La culture québécoise est en péril. Depuis des mois, nous le crions dans la rue, nous le faisons valoir dans les coulisses du pouvoir, en conversations avec nos élus, nous le chiffrons, nous nous unissons dans la lutte comme jamais auparavant, artistes, compagnies, associations et institutions, usant de tous les moyens à notre disposition pour rendre visible le mur contre lequel nous sommes acculés, nous remercions les journalistes et chroniqueurs, mais aussi – et peut-être surtout – les citoyennes et citoyens issus de différents secteurs qui réaffirment l’importance capitale de la culture, faisant mentir tous ceux qui insinuent que nous n’avons pas l’appui populaire.
C’est plus faux que jamais.
Aujourd’hui, du fait des menaces de notre voisin autrefois ami, la population entière se rappelle à sa culture.
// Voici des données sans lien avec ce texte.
#[cfg(test)]
mod tests {
    use super::*;
    use crate::adapters::LinkSceneHost;
    use ls_01_link_client::test_utils::{LoopbackTransport, SimulatedHost};
    use ls_01_link_client::{LinkClient, LinkConfig, LinkError};
    use serde_json::json;
    use shared_types::ROOT_NODE_ID;
    use std::sync::atomic::{AtomicUsize, Ordering};
    use std::time::Duration;

    async fn builder_over(host: Arc<SimulatedHost>, config: SceneConfig) -> SceneBuilder {
        let transport = Arc::new(LoopbackTransport::new(host));
        let client = Arc::new(LinkClient::new(
            transport,
            LinkConfig::default().with_call_timeout(Duration::from_millis(500)),
        ));
        client.connect().await.unwrap();
        SceneBuilder::new(Arc::new(LinkSceneHost::new(client)), config)
    }

    fn added_component_types(host: &SimulatedHost) -> Vec<String> {
        host.received()
            .into_iter()
            .filter(|e| e.operation == OperationTag::AddComponent)
            .filter_map(|e| e.payload["data"]["componentType"].as_str().map(str::to_string))
            .collect()
    }

    #[tokio::test]
    async fn test_lookup_on_root_only_tree() {
        let host = Arc::new(SimulatedHost::new());
        let builder = builder_over(host, SceneConfig::default()).await;

        assert!(builder.lookup("cat.png", ROOT_NODE_ID, 5).await.unwrap().is_none());
    }

    #[tokio::test]
    async fn test_lookup_finds_depth_three_within_five() {
        let host = Arc::new(SimulatedHost::new());
        let a = host.seed_node(ROOT_NODE_ID, "a").unwrap();
        let b = host.seed_node(&a, "b").unwrap();
        let c = host.seed_node(&b, "cat.png").unwrap();
        let builder = builder_over(host, SceneConfig::default()).await;

        let found = builder.lookup("cat.png", ROOT_NODE_ID, 5).await.unwrap();
        assert_eq!(found.map(|n| n.id), Some(c));
    }

    #[tokio::test]
    async fn test_construct_attaches_catalogue_in_order() {
        let host = Arc::new(SimulatedHost::new());
        let builder = builder_over(host.clone(), SceneConfig::default()).await;

        let report = builder
            .construct("cat.png", "res://abc", Float3::ZERO)
            .await
            .unwrap();
        assert!(report.is_complete(), "{report:?}");

        let ops = host.operations();
        assert_eq!(ops[0], OperationTag::GetNode);
        assert_eq!(ops[1], OperationTag::AddNode);
        assert_eq!(ops[2], OperationTag::GetNode);
        assert!(ops[3..16].iter().all(|op| *op == OperationTag::AddComponent));

        let expected: Vec<String> = ComponentRole::CATALOGUE.iter().map(|r| r.type_tag()).collect();
        assert_eq!(added_component_types(&host), expected);
        assert_eq!(host.nodes_named("cat.png"), vec![report.node_id.clone()]);
    }

    #[tokio::test]
    async fn test_construct_order_is_deterministic() {
        let host = Arc::new(SimulatedHost::new());
        let builder = builder_over(host.clone(), SceneConfig::default()).await;

        builder.construct("a.png", "res://a", Float3::ZERO).await.unwrap();
        let first = host.operations();
        host.clear_received();
        builder.construct("b.png", "res://b", Float3::ZERO).await.unwrap();

        assert_eq!(host.operations(), first);
    }

    #[tokio::test]
    async fn test_construct_wires_references() {
        let host = Arc::new(SimulatedHost::new());
        let builder = builder_over(host.clone(), SceneConfig::default()).await;

        let report = builder
            .construct("cat.png", "res://abc", Float3::new(1.0, 0.0, 0.0))
            .await
            .unwrap();
        let node = report.node_id.as_str();
        let texture_id = report.component_id(ComponentRole::Texture).unwrap();
        let material_id = report.component_id(ComponentRole::Material).unwrap();

        let texture = host.find_component(node, "StaticTexture2D").unwrap();
        assert_eq!(texture.member("URL").unwrap().value(), Some(&json!("res://abc")));

        let exporter = host.find_component(node, "TextureExportable").unwrap();
        assert_eq!(exporter.member("Texture").unwrap().target_id(), Some(texture_id));

        let material = host.find_component(node, "UnlitMaterial").unwrap();
        assert_eq!(material.member("Texture").unwrap().target_id(), Some(texture_id));
        assert_eq!(material.member("BlendMode").unwrap().value(), Some(&json!("Alpha")));
        assert_eq!(material.member("Sidedness").unwrap().value(), Some(&json!("Double")));

        let renderer = host.find_component(node, "MeshRenderer").unwrap();
        let elements = renderer.member("Materials").unwrap().elements().unwrap();
        assert_eq!(elements.len(), 1);
        assert_eq!(elements[0].target_id(), Some(material_id));

        let mesh = host.find_component(node, "QuadMesh").unwrap();
        let collider = host.find_component(node, "BoxCollider").unwrap();
        let driver = host.find_component(node, "TextureSizeDriver").unwrap();
        assert_eq!(driver.member("Target").unwrap().target_id(), mesh.member_id("Size"));
        assert_eq!(driver.member("DriveMode").unwrap().value(), Some(&json!("Normalized")));
        assert_eq!(collider.member("Type").unwrap().value(), Some(&json!("NoCollision")));

        let swizzle = host.find_component(node, "Float2ToFloat3SwizzleDriver").unwrap();
        assert_eq!(swizzle.member("Source").unwrap().target_id(), mesh.member_id("Size"));
        assert_eq!(swizzle.member("Target").unwrap().target_id(), collider.member_id("Size"));
        assert_eq!(swizzle.member("Z").unwrap().value(), Some(&json!(-1)));

        assert_eq!(host.node_position(node), Some(Float3::new(1.0, 0.0, 0.0)));
    }

    #[tokio::test]
    async fn test_list_append_is_idempotent() {
        let host = Arc::new(SimulatedHost::new());
        let node = host.seed_node(ROOT_NODE_ID, "n").unwrap();
        let renderer = host.seed_component(&node, "MeshRenderer").unwrap();
        let builder = builder_over(host.clone(), SceneConfig::default()).await;

        let first = builder
            .ensure_list_reference(&renderer, MATERIALS_MEMBER, "MAT")
            .await
            .unwrap();
        assert!(first.created);

        host.clear_received();
        let second = builder
            .ensure_list_reference(&renderer, MATERIALS_MEMBER, "MAT")
            .await
            .unwrap();
        assert!(!second.created);
        assert_eq!(second.element_id, first.element_id);
        // Fetch, then a single retarget: no append phase.
        assert_eq!(
            host.operations(),
            vec![OperationTag::GetComponent, OperationTag::UpdateComponent]
        );

        let component = host.component(&renderer).unwrap();
        let elements = component.member(MATERIALS_MEMBER).unwrap().elements().unwrap();
        assert_eq!(elements.len(), 1);
        assert_eq!(elements[0].target_id(), Some("MAT"));
    }

    #[tokio::test]
    async fn test_list_append_retargets_existing_element() {
        let host = Arc::new(SimulatedHost::new());
        let node = host.seed_node(ROOT_NODE_ID, "n").unwrap();
        let renderer = host.seed_component(&node, "MeshRenderer").unwrap();
        let builder = builder_over(host.clone(), SceneConfig::default()).await;

        builder
            .ensure_list_reference(&renderer, MATERIALS_MEMBER, "OLD")
            .await
            .unwrap();
        builder
            .ensure_list_reference(&renderer, MATERIALS_MEMBER, "NEW")
            .await
            .unwrap();

        let component = host.component(&renderer).unwrap();
        let elements = component.member(MATERIALS_MEMBER).unwrap().elements().unwrap();
        assert_eq!(elements.len(), 1);
        assert_eq!(elements[0].target_id(), Some("NEW"));
    }

    #[tokio::test]
    async fn test_missing_mesh_skips_dependent_steps() {
        let host = Arc::new(SimulatedHost::new());
        host.reject_component_type("QuadMesh");
        let builder = builder_over(host.clone(), SceneConfig::default()).await;

        let report = builder
            .construct("cat.png", "res://abc", Float3::ZERO)
            .await
            .unwrap();

        assert_eq!(report.failed.len(), 1);
        assert_eq!(report.failed[0].step, "mesh");
        let skipped: Vec<_> = report.skipped.iter().map(|s| s.step).collect();
        assert_eq!(skipped, vec!["renderer-mesh", "size-driver", "swizzle-driver"]);
        assert!(report.component_id(ComponentRole::Mesh).is_none());

        // Independent wiring still happened.
        let node = report.node_id.as_str();
        let collider = host.find_component(node, "BoxCollider").unwrap();
        assert_eq!(collider.member("Type").unwrap().value(), Some(&json!("NoCollision")));
        let renderer = host.find_component(node, "MeshRenderer").unwrap();
        assert_eq!(renderer.member("Materials").unwrap().elements().unwrap().len(), 1);
    }

    #[tokio::test]
    async fn test_rejected_add_node_aborts() {
        let host = Arc::new(SimulatedHost::new());
        let config = SceneConfig {
            root_id: "Nowhere".into(),
            ..SceneConfig::default()
        };
        let builder = builder_over(host.clone(), config).await;

        let err = builder
            .construct("cat.png", "res://abc", Float3::ZERO)
            .await
            .unwrap_err();
        assert!(matches!(
            err,
            SceneError::Rejected {
                operation: OperationTag::AddNode,
                ..
            }
        ));
        assert_eq!(
            host.operations(),
            vec![OperationTag::GetNode, OperationTag::AddNode]
        );
    }

    #[tokio::test]
    async fn test_construct_over_existing_name_uses_new_node() {
        let host = Arc::new(SimulatedHost::new());
        let old = host.seed_node(ROOT_NODE_ID, "bare.png").unwrap();
        let builder = builder_over(host.clone(), SceneConfig::default()).await;

        let report = builder
            .construct("bare.png", "res://x", Float3::new(3.0, 0.0, 0.0))
            .await
            .unwrap();

        assert_ne!(report.node_id, old);
        assert_eq!(host.nodes_named("bare.png"), vec![old.clone(), report.node_id.clone()]);
        assert_eq!(host.node_position(&report.node_id), Some(Float3::new(3.0, 0.0, 0.0)));
        assert!(host.find_component(&report.node_id, "StaticTexture2D").is_some());
        assert!(host.node_components(&old).is_empty());
    }

    #[tokio::test]
    async fn test_refresh_existing_updates_only_url() {
        let host = Arc::new(SimulatedHost::new());
        let builder = builder_over(host.clone(), SceneConfig::default()).await;
        let report = builder
            .construct("cat.png", "res://abc", Float3::ZERO)
            .await
            .unwrap();
        host.clear_received();

        let outcome = builder
            .refresh_or_construct("cat.png", "res://def", None)
            .await
            .unwrap();

        let texture_id = report.component_id(ComponentRole::Texture).unwrap().to_string();
        assert_eq!(
            outcome,
            RefreshOutcome::Updated {
                node_id: report.node_id.clone(),
                texture_id: texture_id.clone(),
            }
        );
        assert!(host
            .operations()
            .iter()
            .all(|op| !matches!(op, OperationTag::AddNode | OperationTag::AddComponent)));

        let updates: Vec<_> = host
            .received()
            .into_iter()
            .filter(|e| e.operation == OperationTag::UpdateComponent)
            .collect();
        assert_eq!(updates.len(), 1);
        assert_eq!(updates[0].payload["data"]["id"], json!(texture_id));
        assert_eq!(
            updates[0].payload["data"]["members"],
            json!({ "URL": { "$type": "Uri", "value": "res://def" } })
        );
        assert_eq!(host.nodes_named("cat.png").len(), 1);
    }

    #[tokio::test]
    async fn test_refresh_absent_constructs() {
        let host = Arc::new(SimulatedHost::new());
        let builder = builder_over(host.clone(), SceneConfig::default()).await;

        let outcome = builder
            .refresh_or_construct("dog.png", "res://dog", Some(Float3::new(2.0, 0.0, 0.0)))
            .await
            .unwrap();

        match outcome {
            RefreshOutcome::Constructed(report) => {
                assert!(report.is_complete());
                assert_eq!(host.node_position(&report.node_id), Some(Float3::new(2.0, 0.0, 0.0)));
            }
            other => panic!("expected construction, got {other:?}"),
        }
        assert_eq!(added_component_types(&host).len(), ComponentRole::CATALOGUE.len());
    }

    #[tokio::test]
    async fn test_refresh_without_texture_is_not_updatable() {
        let host = Arc::new(SimulatedHost::new());
        let node = host.seed_node(ROOT_NODE_ID, "bare.png").unwrap();
        let builder = builder_over(host.clone(), SceneConfig::default()).await;

        let outcome = builder
            .refresh_or_construct("bare.png", "res://x", None)
            .await
            .unwrap();
        assert_eq!(outcome, RefreshOutcome::NotUpdatable { node_id: node });
    }

    #[tokio::test]
    async fn test_placement_is_only_requested_for_new_objects() {
        let host = Arc::new(SimulatedHost::new());
        let builder = builder_over(host.clone(), SceneConfig::default()).await;
        builder
            .construct("cat.png", "res://abc", Float3::ZERO)
            .await
            .unwrap();
        let asked = AtomicUsize::new(0);
        let place = || {
            asked.fetch_add(1, Ordering::SeqCst);
            Float3::new(4.5, 0.0, 0.0)
        };

        let refreshed = builder
            .refresh_or_construct_at("cat.png", "res://def", place)
            .await
            .unwrap();
        assert!(matches!(refreshed, RefreshOutcome::Updated { .. }));
        assert_eq!(asked.load(Ordering::SeqCst), 0);

        let built = builder
            .refresh_or_construct_at("dog.png", "res://dog", place)
            .await
            .unwrap();
        let RefreshOutcome::Constructed(report) = built else {
            panic!("expected construction, got {built:?}");
        };
        assert_eq!(asked.load(Ordering::SeqCst), 1);
        assert_eq!(host.node_position(&report.node_id), Some(Float3::new(4.5, 0.0, 0.0)));
    }

    #[tokio::test(start_paused = true)]
    async fn test_link_timeout_aborts_run() {
        let host = Arc::new(SimulatedHost::new());
        host.set_silent(true);
        let builder = builder_over(host.clone(), SceneConfig::default()).await;

        let err = builder
            .construct("cat.png", "res://abc", Float3::ZERO)
            .await
            .unwrap_err();
        match err {
            SceneError::Link(LinkError::Timeout { operation, .. }) => {
                assert_eq!(operation, OperationTag::GetNode)
            }
            other => panic!("expected timeout, got {other:?}"),
        }
        // Nothing is created once the link has failed.
        assert_eq!(host.operations(), vec![OperationTag::GetNode]);
    }
}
Elle sent dans sa chair que nous sommes entrés dans une crise existentielle. Une peur inédite nous fait trembler, mais si on la regarde en face, surgit une force qui la supplante, celle de notre désir farouche de liberté.
Les revendications que nous portons, vous les connaissez. Les combats de chiffre avec le gouvernement, vous les connaissez et vous savez qu’ils ratent la cible, qu’ils sont des excuses pour éviter de regarder la réalité en face. Personne ne peut nous enlever l’expérience intime que nous avons des faits, des conséquences dévastatrices de la crise sur nos vies, de l’effritement effarant de la capacité des institutions à créer, à soutenir les artistes, à offrir à nos concitoyennes et concitoyens des objets d’art libres. L’état des choses n’est pas tenable, nous le savons. Nos gouvernements le savent. Mais le comprennent-ils dans leurs fibres, dans leur cœur ? Sont-ils conscients de la corrélation directe et profonde entre culture et liberté ?
Parce que, oui : en défendant corps et âme la culture, c’est notre liberté que nous défendons. Celle d’être, de nous exprimer, de créer, mais surtout de penser. Depuis des années, nous laissons nos acquis sociaux nous glisser entre les doigts, assez lentement et sournoisement pour que nos gardes baissent, pour que la gravité de ces transformations nous échappe et que nous acceptions que c’est ce qu’il faut faire, qu’ainsi va le monde en démocratie capitaliste. La menace américaine est un électrochoc. Si nous laissons, pétrifiés, la peur prendre le contrôle, nous ne choisirons plus, nous ne ferons que réagir, sans vision ni cohérence. Nous risquons alors d’abandonner tous nos principes, inconscients et paniqués, et prendre la forme même de ce contre quoi nous nous élevons.
Mais nous avons encore le choix. Nous pouvons, réveillés par cet électrochoc, nous ressaisir et corriger le tir en investissant notre argent public en accord avec nos valeurs de décence, d’équité, d’ouverture, de liberté. C’est sur ces fondements que s’est bâti le Québec.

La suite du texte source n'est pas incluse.